By answering their initial requests, he listened to his customers without realizing he was doing it. They needed something done, and he responded by not limiting his business. In doing so, he created the trusted connections which gave him the pipeline necessary to sustain long term success. He was rarely without work, even through times of recession.

This approach does require substantial balancing, though. Understandably, most businesses want to grow. But quite frequently, growth does not come without sacrifice, and many times it’s at the cost of the customer’s experience and/or the finished product. Therefore, it is imperative for the small business owner to have a well-developed strategy to handle both foreseeable and unforeseeable growth, as well as a strategy to manage finances in times of recession.



My father, for the most part, enjoyed the process his craft. Even more, he was passionate about the finished product. He was a perfectionist and would spend hours making sure the finished product was to a quality of his liking. He approached his craft in the same regard he wanted others to approach their crafts and services for him. He was never fully concerned in the bottom-line because he knew as long as he provided the best possible result, the bottom-line would be there.

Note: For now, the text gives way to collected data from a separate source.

//! Configuration loading, validation, and management for DevSquad.
//!
//! Loads configuration from `~/.devsquad/config.toml` with environment
//! variable overrides (`DEVSQUAD_*`). Validates all settings at startup.

use serde::{Deserialize, Serialize};
use std::path::{Path, PathBuf};

/// The root configuration structure.
///
/// Maps directly to `~/.devsquad/config.toml`.
#[derive(Clone, Serialize, Deserialize)]
pub struct AppConfig {
    /// LLM backend settings.
    #[serde(default)]
    pub llm: LlmConfig,

    /// Agent runtime settings.
    #[serde(default)]
    pub runtime: RuntimeConfig,

    /// Team conversation orchestrator settings.
    #[serde(default)]
    pub orchestrator: OrchestratorConfig,

    /// Gateway (WebSocket server) settings.
    #[serde(default)]
    pub gateway: GatewayConfig,

    /// Persistence settings.
    #[serde(default)]
    pub store: StoreConfig,

    /// Root directory for file tools.
    #[serde(default = "default_workspace_root")]
    pub workspace_root: String,
}

fn default_workspace_root() -> String {
    "./workspace".into()
}

impl Default for AppConfig {
    fn default() -> Self {
        Self {
            llm: LlmConfig::default(),
            runtime: RuntimeConfig::default(),
            orchestrator: OrchestratorConfig::default(),
            gateway: GatewayConfig::default(),
            store: StoreConfig::default(),
            workspace_root: default_workspace_root(),
        }
    }
}

/// Redact a secret for Debug output.
fn redact(s: &Option<String>) -> &'static str {
    match s {
        Some(_) => "[REDACTED]",
        None => "None",
    }
}

impl std::fmt::Debug for AppConfig {
    fn fmt(&self, f: &mut std::fmt::Formatter<'_>) -> std::fmt::Result {
        f.debug_struct("AppConfig")
            .field("llm", &self.llm)
            .field("runtime", &self.runtime)
            .field("orchestrator", &self.orchestrator)
            .field("gateway", &self.gateway)
            .field("store", &self.store)
            .field("workspace_root", &self.workspace_root)
            .finish()
    }
}

#[derive(Clone, Serialize, Deserialize)]
pub struct LlmConfig {
    /// Backend kind: "ollama" or "remote".
    #[serde(default = "default_backend")]
    pub backend: String,

    /// Override the backend base URL.
    #[serde(default, skip_serializing_if = "Option::is_none")]
    pub base_url: Option<String>,

    /// API key for remote backends.
    #[serde(default, skip_serializing_if = "Option::is_none")]
    pub api_key: Option<String>,

    #[serde(default = "default_model")]
    pub model: String,

    #[serde(default = "default_temperature")]
    pub temperature: f32,

    #[serde(default = "default_max_tokens")]
    pub max_tokens: u32,
}

fn default_backend() -> String {
    "ollama".into()
}
fn default_model() -> String {
    "qwen2.5-coder:14b".into()
}
fn default_temperature() -> f32 {
    0.7
}
fn default_max_tokens() -> u32 {
    4096
}

impl Default for LlmConfig {
    fn default() -> Self {
        Self {
            backend: default_backend(),
            base_url: None,
            api_key: None,
            model: default_model(),
            temperature: default_temperature(),
            max_tokens: default_max_tokens(),
        }
    }
}

impl std::fmt::Debug for LlmConfig {
    fn fmt(&self, f: &mut std::fmt::Formatter<'_>) -> std::fmt::Result {
        f.debug_struct("LlmConfig")
            .field("backend", &self.backend)
            .field("base_url", &self.base_url)
            .field("api_key", &redact(&self.api_key))
            .field("model", &self.model)
            .field("temperature", &self.temperature)
            .field("max_tokens", &self.max_tokens)
            .finish()
    }
}

#[derive(Debug, Clone, Serialize, Deserialize)]
pub struct RuntimeConfig {
    /// Fallback iteration cap when a persona does not configure one.
    #[serde(default = "default_max_iterations")]
    pub max_iterations: u32,

    /// Context assembly budgets.
    #[serde(default)]
    pub context: ContextBudgetConfig,
}

fn default_max_iterations() -> u32 {
    10
}

impl Default for RuntimeConfig {
    fn default() -> Self {
        Self {
            max_iterations: default_max_iterations(),
            context: ContextBudgetConfig::default(),
        }
    }
}

/// The fixed per-section token allocation table for the context assembler.
///
/// Token counts here are approximations (chars/4); downstream budgets are
/// tuned against that heuristic, not an exact tokenizer.
#[derive(Debug, Clone, Serialize, Deserialize)]
pub struct ContextBudgetConfig {
    /// Overall ceiling for one assembled bundle.
    #[serde(default = "default_context_max")]
    pub max_tokens: usize,

    #[serde(default = "default_manifest_tokens")]
    pub manifest: usize,
    #[serde(default = "default_task_tokens")]
    pub task: usize,
    #[serde(default = "default_decisions_tokens")]
    pub decisions: usize,
    #[serde(default = "default_contracts_tokens")]
    pub contracts: usize,
    #[serde(default = "default_code_tokens")]
    pub code: usize,
    #[serde(default = "default_team_tokens")]
    pub team_status: usize,
    #[serde(default = "default_subteam_tokens")]
    pub subteam_status: usize,
    #[serde(default = "default_actions_tokens")]
    pub actions: usize,
    #[serde(default = "default_dependencies_tokens")]
    pub dependencies: usize,
    #[serde(default = "default_conversation_tokens")]
    pub conversation: usize,
    #[serde(default = "default_memories_tokens")]
    pub memories: usize,
}

fn default_context_max() -> usize {
    16_384
}
fn default_manifest_tokens() -> usize {
    1024
}
fn default_task_tokens() -> usize {
    2048
}
fn default_decisions_tokens() -> usize {
    1536
}
fn default_contracts_tokens() -> usize {
    1024
}
fn default_code_tokens() -> usize {
    6144
}
fn default_team_tokens() -> usize {
    768
}
fn default_subteam_tokens() -> usize {
    384
}
fn default_actions_tokens() -> usize {
    1280
}
fn default_dependencies_tokens() -> usize {
    768
}
fn default_conversation_tokens() -> usize {
    2560
}
fn default_memories_tokens() -> usize {
    1024
}

impl Default for ContextBudgetConfig {
    fn default() -> Self {
        Self {
            max_tokens: default_context_max(),
            manifest: default_manifest_tokens(),
            task: default_task_tokens(),
            decisions: default_decisions_tokens(),
            contracts: default_contracts_tokens(),
            code: default_code_tokens(),
            team_status: default_team_tokens(),
            subteam_status: default_subteam_tokens(),
            actions: default_actions_tokens(),
            dependencies: default_dependencies_tokens(),
            conversation: default_conversation_tokens(),
            memories: default_memories_tokens(),
        }
    }
}

#[derive(Debug, Clone, Serialize, Deserialize)]
pub struct OrchestratorConfig {
    /// Hard cap on persona turns per session.
    #[serde(default = "default_max_turns")]
    pub max_turns: usize,

    /// Consecutive-turn counter reset threshold (telemetry only).
    #[serde(default = "default_consecutive_cap")]
    pub consecutive_cap: u32,

    /// Artificial delay between streamed chunks, in milliseconds.
    /// 0 disables the delay entirely.
    #[serde(default = "default_chunk_delay_ms")]
    pub chunk_delay_ms: u64,

    /// Roughly how many whitespace tokens per streamed chunk.
    #[serde(default = "default_chunk_tokens")]
    pub chunk_tokens: usize,

    /// How many trailing messages feed the next persona's prompt.
    #[serde(default = "default_context_window")]
    pub context_window: usize,
}

fn default_max_turns() -> usize {
    20
}
fn default_consecutive_cap() -> u32 {
    3
}
fn default_chunk_delay_ms() -> u64 {
    50
}
fn default_chunk_tokens() -> usize {
    3
}
fn default_context_window() -> usize {
    10
}

impl Default for OrchestratorConfig {
    fn default() -> Self {
        Self {
            max_turns: default_max_turns(),
            consecutive_cap: default_consecutive_cap(),
            chunk_delay_ms: default_chunk_delay_ms(),
            chunk_tokens: default_chunk_tokens(),
            context_window: default_context_window(),
        }
    }
}

#[derive(Debug, Clone, Serialize, Deserialize)]
pub struct GatewayConfig {
    #[serde(default = "default_port")]
    pub port: u16,

    #[serde(default = "default_host")]
    pub host: String,
}

fn default_port() -> u16 {
    8642
}
fn default_host() -> String {
    "127.0.0.1".into()
}

impl Default for GatewayConfig {
    fn default() -> Self {
        Self {
            port: default_port(),
            host: default_host(),
        }
    }
}

#[derive(Debug, Clone, Serialize, Deserialize)]
pub struct StoreConfig {
    /// "sqlite" or "memory".
    #[serde(default = "default_store_backend")]
    pub backend: String,

    /// SQLite database path.
    #[serde(default = "default_store_path")]
    pub path: String,
}

fn default_store_backend() -> String {
    "sqlite".into()
}
fn default_store_path() -> String {
    "devsquad.db".into()
}

impl Default for StoreConfig {
    fn default() -> Self {
        Self {
            backend: default_store_backend(),
            path: default_store_path(),
        }
    }
}

impl AppConfig {
    /// The default config directory: `~/.devsquad`.
    pub fn config_dir() -> PathBuf {
        let home = std::env::var("HOME")
            .or_else(|_| std::env::var("USERPROFILE"))
            .unwrap_or_else(|_| ".".to_string());
        PathBuf::from(home).join(".devsquad")
    }

    /// The default config file path: `~/.devsquad/config.toml`.
    pub fn config_path() -> PathBuf {
        Self::config_dir().join("config.toml")
    }

    /// Load configuration from the default path, falling back to defaults
    /// if the file does not exist, then apply environment overrides.
    pub fn load() -> Result<Self, String> {
        Self::load_from(&Self::config_path())
    }

    /// Load from an explicit path (used by tests and `--config`).
    pub fn load_from(path: &Path) -> Result<Self, String> {
        let mut config = if path.exists() {
            let raw = std::fs::read_to_string(path)
                .map_err(|e| format!("Failed to read {}: {e}", path.display()))?;
            toml::from_str(&raw).map_err(|e| format!("Invalid config: {e}"))?
        } else {
            tracing::debug!(path = %path.display(), "No config file, using defaults");
            Self::default()
        };
        config.apply_env_overrides();
        config.validate()?;
        Ok(config)
    }

    /// Environment variables override file values.
    fn apply_env_overrides(&mut self) {
        if let Ok(v) = std::env::var("DEVSQUAD_LLM_BACKEND") {
            self.llm.backend = v;
        }
        if let Ok(v) = std::env::var("DEVSQUAD_LLM_BASE_URL") {
            self.llm.base_url = Some(v);
        }
        if let Ok(v) = std::env::var("DEVSQUAD_API_KEY") {
            self.llm.api_key = Some(v);
        }
        if let Ok(v) = std::env::var("DEVSQUAD_MODEL") {
            self.llm.model = v;
        }
        if let Ok(v) = std::env::var("DEVSQUAD_GATEWAY_PORT")
            && let Ok(port) = v.parse()
        {
            self.gateway.port = port;
        }
        if let Ok(v) = std::env::var("DEVSQUAD_STORE_PATH") {
            self.store.path = v;
        }
        if let Ok(v) = std::env::var("DEVSQUAD_WORKSPACE_ROOT") {
            self.workspace_root = v;
        }
    }

    /// Validate settings that would otherwise fail deep inside a subsystem.
    pub fn validate(&self) -> Result<(), String> {
        match self.llm.backend.as_str() {
            "ollama" | "remote" => {}
            other => return Err(format!("Unknown llm.backend '{other}' (ollama|remote)")),
        }
        if self.llm.backend == "remote" && self.llm.base_url.is_none() {
            return Err("llm.backend = \"remote\" requires llm.base_url".into());
        }
        match self.store.backend.as_str() {
            "sqlite" | "memory" => {}
            other => return Err(format!("Unknown store.backend '{other}' (sqlite|memory)")),
        }
        if !(0.0..=2.0).contains(&self.llm.temperature) {
            return Err("llm.temperature must be within 0.0–2.0".into());
        }
        if self.runtime.context.max_tokens == 0 {
            return Err("runtime.context.max_tokens must be > 0".into());
        }
        Ok(())
    }
}

#[cfg(test)]
mod tests {
    use super::*;

    #[test]
    fn defaults_are_valid() {
        let config = AppConfig::default();
        assert!(config.validate().is_ok());
        assert_eq!(config.orchestrator.max_turns, 20);
        assert_eq!(config.orchestrator.consecutive_cap, 3);
        assert_eq!(config.orchestrator.chunk_delay_ms, 50);
        assert_eq!(config.runtime.context.max_tokens, 16_384);
    }

    #[test]
    fn load_missing_file_uses_defaults() {
        let dir = tempfile::tempdir().unwrap();
        let path = dir.path().join("nope.toml");
        let config = AppConfig::load_from(&path).unwrap();
        assert_eq!(config.llm.backend, "ollama");
    }

    #[test]
    fn load_partial_file_fills_defaults() {
        let dir = tempfile::tempdir().unwrap();
        let path = dir.path().join("config.toml");
        std::fs::write(
            &path,
            r#"
[llm]
model = "llama3:8b"

[orchestrator]
max_turns = 5
"#,
        )
        .unwrap();
        let config = AppConfig::load_from(&path).unwrap();
        assert_eq!(config.llm.model, "llama3:8b");
        assert_eq!(config.orchestrator.max_turns, 5);
        // Untouched sections keep defaults
        assert_eq!(config.gateway.port, 8642);
        assert_eq!(config.orchestrator.chunk_tokens, 3);
    }

    #[test]
    fn remote_backend_requires_base_url() {
        let mut config = AppConfig::default();
        config.llm.backend = "remote".into();
        assert!(config.validate().is_err());
        config.llm.base_url = Some("https://llm.example.com/v1".into());
        assert!(config.validate().is_ok());
    }

    #[test]
    fn unknown_backend_rejected() {
        let mut config = AppConfig::default();
        config.llm.backend = "carrier-pigeon".into();
        assert!(config.validate().is_err());
    }

    #[test]
    fn api_key_redacted_in_debug() {
        let mut config = AppConfig::default();
        config.llm.api_key = Some("sk-secret-key".into());
        let debug = format!("{config:?}");
        assert!(!debug.contains("sk-secret-key"));
        assert!(debug.contains("[REDACTED]"));
    }
}
//! Delete a workspace file.
//!
//! The reverse action is a `write_file` carrying the deleted content —
//! executing it restores byte-identical content at the same path.

use async_trait::async_trait;
use std::sync::Arc;
use tracing::debug;

use devsquad_core::error::ErrorCode;
use devsquad_core::tool::{ReverseAction, Tool, ToolContext, ToolResult};
use devsquad_store::ProjectStore;

use crate::resolve_workspace_path;

pub struct DeleteFileTool {
    store: Arc<dyn ProjectStore>,
}

impl DeleteFileTool {
    pub fn new(store: Arc<dyn ProjectStore>) -> Self {
        Self { store }
    }
}

#[async_trait]
impl Tool for DeleteFileTool {
    fn name(&self) -> &str {
        "delete_file"
    }

    fn description(&self) -> &str {
        "Delete a file from the workspace. The file's content is preserved in the reverse action."
    }

    fn parameters_schema(&self) -> serde_json::Value {
        serde_json::json!({
            "type": "object",
            "properties": {
                "path": {
                    "type": "string",
                    "description": "Workspace-relative path of the file to delete"
                }
            },
            "required": ["path"]
        })
    }

    async fn execute(&self, arguments: serde_json::Value, ctx: &ToolContext) -> ToolResult {
        let path = arguments["path"].as_str().unwrap_or_default();

        let disk_path = match resolve_workspace_path(&ctx.workspace_root, path) {
            Ok(p) => p,
            Err(reason) => return ToolResult::failure("delete_file", ErrorCode::InvalidArgs, reason),
        };

        if !disk_path.exists() {
            return ToolResult::failure(
                "delete_file",
                ErrorCode::FileNotFound,
                format!("File '{path}' does not exist"),
            );
        }

        let content = match tokio::fs::read_to_string(&disk_path).await {
            Ok(c) => c,
            Err(e) => {
                return ToolResult::failure(
                    "delete_file",
                    ErrorCode::ExecutionError,
                    format!("Failed to read file before deletion: {e}"),
                );
            }
        };

        if let Err(e) = tokio::fs::remove_file(&disk_path).await {
            return ToolResult::failure(
                "delete_file",
                ErrorCode::ExecutionError,
                format!("Failed to delete file: {e}"),
            );
        }

        if let Err(e) = self.store.remove_artifact(path).await {
            return ToolResult::failure("delete_file", ErrorCode::ExecutionError, e.to_string());
        }

        debug!(path = %path, "File deleted");

        ToolResult::ok_reversible(
            "delete_file",
            format!("Deleted '{path}'"),
            ReverseAction {
                tool: "write_file".into(),
                arguments: serde_json::json!({ "path": path, "content": content }),
            },
        )
    }
}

He had a strong business sense and knew the finished product was ultimately his marketing plan. Because of the QUALITY OF THE FINISHED PRODUCT, he became successful in a town where word-of-mouth marketing reigned supreme.

Most customers never saw the process. Most didn’t care. What they cared about, and what they continue to care about, was/is the finished product. This is no different in any other business. Customers purchase the end result, and expect a certain level of quality in return. Not only quality, but the end result must continuously and consistently be completed at a high level.

My father was meticulous with his craft. It’s why his customers would sometimes have to be wait-listed for up to a year before he could renovate their homes. AND THEY WOULD WAIT! Why? Because to them, the quality of his work was worth the wait. Customers knew they would have the renovation completed by a trusted and reliable professional and, even more, they wouldn’t have to worry about the craftsmanship.

For me, this spoke volumes to his business approach. His brand was impeccable. He never abandoned a job, he provided excellent customer service (the man loves to tell stories), and the finished product was of such quality, it was as if he provided the customer with a lifetime guarantee (without officially doing so). He took pride in his work, even if there were certain aspects he didn’t like about it.

As business owners, you must remember the importance of customer connection and quality, even if you’ve been in business for many, many years. Many of you have heard the saying, If You Build It, They Will Come. This holds true on all business fronts.

You need to invest in building your name and brand. Doing so begins with first, listening to your customers and then connecting with them. Second, taking time to ensure the finished product is of the utmost quality. All other aspects of business can be learned. But without these two initial key concepts, your business significantly decreases its chances to become successful.

Of course there are exceptions to this, but why would you want to take a chance by being an exception? Taking pride in your work will not only make the customer more content, but the quality you offer will enable you to comfortably lock your doors at night knowing you offered your customers the very best. This, in turn, will give your business the greatest chance to succeed and excel.

After almost 35 years in business, it’s hard for me to find fault with my father’s fundamental approach. His success gave him the ability to provide for a family of seven. We certainly weren’t spoiled, but he provided everything we needed. Anything we wanted, well, that was a different story. We had to work for our wants. That’s where instilling the value of hard work played an important role in my and my siblings upbringings – a topic we will discuss at a later time.